§ Work instruction: Your answer should be every line of the entries that has the string "crates" in it.
** Opening Source records block **
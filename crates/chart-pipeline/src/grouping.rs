// File: crates/chart-pipeline/src/grouping.rs
// Summary: Time-bucket aggregation of rows, the regrouping stage, and auto-grouping on first update.

use std::cell::Cell;
use std::rc::Rc;

use chrono::NaiveDateTime;
use indexmap::IndexMap;
use tracing::{debug, trace};

use crate::bucket::TimeBucket;
use crate::channel::Channel;
use crate::error::{PipelineError, Result};
use crate::record::{Record, Value};
use crate::stage::{pass_through_stage, relay, DataStage, GroupSelector, Groupable, Stage};
use crate::update::{DataUpdate, Grouping};

/// Index of the finest bucket function; data at this index passes through unchanged.
pub const DEFAULT_GROUP_INDEX: usize = 0;

/// Sum `categories` of every row sharing a bucket.
/// Each output row is keyed by the bucket start; buckets keep first-seen order.
/// Per-category totals are preserved; textual cells count as zero.
pub fn group_rows(bucket: TimeBucket, data: &[Record], categories: &[String]) -> Vec<Record> {
    let mut groups: IndexMap<NaiveDateTime, Record> = IndexMap::new();
    for row in data {
        let start = bucket.floor(row.key);
        let group = groups.entry(start).or_insert_with(|| {
            let mut r = Record::new(start);
            for c in categories {
                r.set(c.as_str(), 0.0);
            }
            r
        });
        for c in categories {
            let sum = group.number_or_zero(c) + row.number_or_zero(c);
            group.set(c.as_str(), Value::Number(sum));
        }
    }
    groups.into_values().collect()
}

/// Regroups upstream data by one of several bucket functions.
pub struct GroupedBy {
    functions: Rc<[TimeBucket]>,
    index: Cell<usize>,
    upstream: DataStage,
    channel: Channel<DataUpdate>,
}

impl GroupedBy {
    /// `functions` go from finest to coarsest; the first one is the pass-through default.
    pub fn new(functions: Vec<TimeBucket>, upstream: DataStage) -> Result<Rc<Self>> {
        if functions.is_empty() {
            return Err(PipelineError::Config("grouping requires at least one bucket function".into()));
        }
        Ok(Rc::new_cyclic(|this| {
            relay(upstream.as_ref(), this, Self::on_upstream);
            Self {
                functions: Rc::from(functions),
                index: Cell::new(DEFAULT_GROUP_INDEX),
                upstream,
                channel: Channel::new(),
            }
        }))
    }

    pub fn group_by_index(&self) -> usize { self.index.get() }

    fn resolve(&self, selector: GroupSelector) -> Result<usize> {
        match selector {
            GroupSelector::Index(i) if i < self.functions.len() => Ok(i),
            GroupSelector::Index(i) => {
                Err(PipelineError::GroupIndexOutOfRange { index: i, len: self.functions.len() })
            }
            GroupSelector::Bucket(b) => self
                .functions
                .iter()
                .position(|f| *f == b)
                .ok_or(PipelineError::UnknownBucket(b)),
        }
    }

    fn on_upstream(&self, update: &DataUpdate) -> Result<()> {
        let index = self.index.get();
        let data = if index == DEFAULT_GROUP_INDEX {
            Rc::clone(&update.data)
        } else {
            Rc::from(group_rows(self.functions[index], &update.data, &update.categories))
        };
        trace!(index, rows_in = update.data.len(), rows_out = data.len(), "grouped update");
        let next = DataUpdate {
            data,
            grouping: Some(Grouping { index, functions: Rc::clone(&self.functions) }),
            ..update.clone()
        };
        self.channel.emit(&next)
    }
}

pass_through_stage!(GroupedBy);

impl Groupable for GroupedBy {
    fn group_by(&self, selector: GroupSelector) -> Result<bool> {
        let index = self.resolve(selector)?;
        if index == self.index.get() {
            return Ok(false);
        }
        debug!(from = self.index.get(), to = index, "group by");
        self.index.set(index);
        self.send_update()?;
        Ok(true)
    }

    fn group_functions(&self) -> Rc<[TimeBucket]> { Rc::clone(&self.functions) }
}

/// On the first update only, picks the finest bucket function that spans the
/// key range in fewer than `threshold` buckets and regroups by it.
///
/// Requires an upstream key min/max stage. `grouping` is the stage that owns
/// the bucket choice; it usually sits further up the same chain.
pub struct AutoGroupOnFirstUpdate {
    threshold: usize,
    ran_once: Cell<bool>,
    grouping: Rc<dyn Groupable>,
    upstream: DataStage,
    channel: Channel<DataUpdate>,
}

impl AutoGroupOnFirstUpdate {
    pub fn new(threshold: usize, grouping: Rc<dyn Groupable>, upstream: DataStage) -> Rc<Self> {
        Rc::new_cyclic(|this| {
            relay(upstream.as_ref(), this, Self::on_upstream);
            Self { threshold, ran_once: Cell::new(false), grouping, upstream, channel: Channel::new() }
        })
    }

    fn on_upstream(&self, update: &DataUpdate) -> Result<()> {
        if self.ran_once.get() {
            return self.channel.emit(update);
        }

        let extent = update
            .extent
            .as_ref()
            .ok_or_else(|| PipelineError::MissingExtent { field: update.key.clone() })?;
        self.ran_once.set(true);
        let functions = match &update.grouping {
            Some(g) => Rc::clone(&g.functions),
            None => self.grouping.group_functions(),
        };
        let chosen = match extent.key {
            Some((min, max)) => first_bucket_below(self.threshold, &functions, min, max)
                .or_else(|| functions.last().copied()),
            None => functions.first().copied(),
        };

        let Some(bucket) = chosen else { return self.channel.emit(update) };
        debug!(threshold = self.threshold, ?bucket, "auto group");
        if self.grouping.group_by(bucket.into())? {
            // The regroup already re-broadcast through this stage.
            Ok(())
        } else {
            self.channel.emit(update)
        }
    }
}

pass_through_stage!(AutoGroupOnFirstUpdate);

/// First bucket function needing fewer than `threshold` steps to get from `min` past `max`.
pub fn first_bucket_below(
    threshold: usize,
    functions: &[TimeBucket],
    min: NaiveDateTime,
    max: NaiveDateTime,
) -> Option<TimeBucket> {
    functions.iter().copied().find(|b| {
        let mut count = 0;
        let mut value = min;
        while value < max && count < threshold {
            value = b.next_floor(value);
            count += 1;
        }
        count < threshold
    })
}
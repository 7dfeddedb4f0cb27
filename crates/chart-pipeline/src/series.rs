// File: crates/chart-pipeline/src/series.rs
// Summary: Per-category line series derived from the current rows.

use std::rc::Rc;

use chrono::NaiveDateTime;

use crate::channel::Channel;
use crate::error::Result;
use crate::record::Record;
use crate::stage::{pass_through_stage, relay, DataStage};
use crate::update::DataUpdate;

#[derive(Clone, Copy, Debug, PartialEq)]
pub struct SeriesPoint {
    pub key: NaiveDateTime,
    /// `None` for missing or non-numeric cells.
    pub value: Option<f64>,
}

#[derive(Clone, Debug, PartialEq)]
pub struct CategorySeries {
    pub category: String,
    pub values: Vec<SeriesPoint>,
}

impl CategorySeries {
    /// Numeric points only, as `(key, value)` pairs.
    pub fn points(&self) -> impl Iterator<Item = (NaiveDateTime, f64)> + '_ {
        self.values.iter().filter_map(|p| p.value.map(|v| (p.key, v)))
    }
}

pub fn category_series(data: &[Record], categories: &[String]) -> Vec<CategorySeries> {
    categories
        .iter()
        .map(|category| CategorySeries {
            category: category.clone(),
            values: data.iter().map(|r| SeriesPoint { key: r.key, value: r.number(category) }).collect(),
        })
        .collect()
}

/// Adds `series_data`, one series per category.
pub struct WithSeriesData {
    upstream: DataStage,
    channel: Channel<DataUpdate>,
}

impl WithSeriesData {
    pub fn new(upstream: DataStage) -> Rc<Self> {
        Rc::new_cyclic(|this| {
            relay(upstream.as_ref(), this, Self::on_upstream);
            Self { upstream, channel: Channel::new() }
        })
    }

    fn on_upstream(&self, update: &DataUpdate) -> Result<()> {
        let series = category_series(&update.data, &update.categories);
        self.channel.emit(&DataUpdate { series_data: Some(Rc::from(series)), ..update.clone() })
    }
}

pass_through_stage!(WithSeriesData);
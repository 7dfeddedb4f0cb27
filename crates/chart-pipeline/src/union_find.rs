// File: crates/chart-pipeline/src/union_find.rs
// Summary: Quick-find connectivity index over a fixed set of integer ids.

/// Connectivity index for ids `0..size`.
///
/// Every slot holds the root of its set, so `are_connected` is a single
/// comparison. `connect` walks roots iteratively and rewrites the whole array.
/// There is no removal; rebuild the index when the underlying graph shrinks.
#[derive(Clone, Debug)]
pub struct QuickFind {
    connections: Vec<usize>,
}

impl QuickFind {
    pub fn new(size: usize) -> Self {
        Self { connections: (0..size).collect() }
    }

    pub fn len(&self) -> usize { self.connections.len() }

    pub fn is_empty(&self) -> bool { self.connections.is_empty() }

    /// # Panics
    /// If `a` or `b` is not below `len()`.
    pub fn are_connected(&self, a: usize, b: usize) -> bool {
        self.connections[a] == self.connections[b]
    }

    /// Merge the sets containing `a` and `b`; `b`'s root becomes the root.
    ///
    /// # Panics
    /// If `a` or `b` is not below `len()`.
    pub fn connect(&mut self, a: usize, b: usize) {
        let a_root = self.root_of(a);
        let b_root = self.root_of(b);
        if a_root == b_root { return; }
        for c in self.connections.iter_mut() {
            if *c == a_root { *c = b_root; }
        }
    }

    pub fn root_of(&self, mut p: usize) -> usize {
        while self.connections[p] != p {
            p = self.connections[p];
        }
        p
    }
}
** Closing Source records block **
§ Output of the exercise:
filename crates/chart-pipeline/src/grouping.rs
// File: crates/chart-pipeline/src/grouping.rs
filename crates/chart-pipeline/src/series.rs
// File: crates/chart-pipeline/src/series.rs
filename crates/chart-pipeline/src/union_find.rs
// File: crates/chart-pipeline/src/union_find.rs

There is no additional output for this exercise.